Untitled


Episode Report Card Miss Alli: B | Grade It Now! YOU GRADE IT Banished! Stand Over There!

By Miss Alli | Season 12 | Episode 1 | Aired on 02.01.2006

In a hurry? Read the recaplet for a nutshell description! Finished? Click here to close.

We are back. The bloated casts of recent seasons are history, and only the correct number of people (sixteen) is present. They're split into four mini-tribes based on age and gender, with the youngest and oldest men and women separated from each other. Three out of four of the older men are constructed from anodized TomWestonium, making their team easily the most formidable. They're the most formidable even though they have to contend with younger and doofier Shane, who has chosen literally the worst day of his entire life to quit a three-pack-a-day habit. The younger women get off to a bad start when they lose the first skull-crunching challenge (just go with it for now) and have to abandon someone on (drum roll) Exile Island! The gimmick of the season, Exile Island (a.k.a. Briar Patch Island) is where you sit around by yourself, staring out at the water and pondering your destiny and having contact with no one. In other words, it's paradise without the iPod. Young Misty finds herself spending some time there, just hunting for the immunity idol and thinking about eating her own foot. (Best Stephen King story ever, by the way.) Yes, the secret immunity idol has returned, with a few new rules and the actual potential to change the game in some interesting ways. The first immunity challenge leaves the older women out in the cold, and the show thumbs me in the eye when Tina, the first Minnesotan ever, is first to go. Because Tina, with her fish-catching and fire-making and water-fetching and challenge competence, really bugs her teammates, who are jonesing to commit ritual hari-Cirie by losing as many challenges as possible as quickly as possible. We've got astronauts, we've got missile scientists, we've got Centrum Silver Maverick, and we've got new information that four people is not the critical mass you need to ensure that you can complete a shelter. Far be it from me to express optimism, but it looks like it could be a good game. Want more? The full recap starts right below!

WARNING: recap contains simulated human skulls.

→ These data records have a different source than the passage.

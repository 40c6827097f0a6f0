pub mod buttons;
pub mod pointer;
pub mod tracking;

pub use buttons::wire_panel_buttons;
pub use pointer::wire_pointer_handlers;
pub use tracking::{start_session, wire_target_callbacks};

We open in the darkest corners of Tippi Hedren's permanently damaged psyche, where countless birds swarm overhead as they ponder what appetizer will best go with your particular eyeballs. An artful fade takes us from the voracious birds to the ghostly visage of a human skull. From the skull, we move to a small, round, very green island in the middle of a vast expanse of blue water. There's a sort of darkly seafaring, possibly pirate-influenced mood being developed here. I think they got this montage from a Dateline special about how Captain Crunch died.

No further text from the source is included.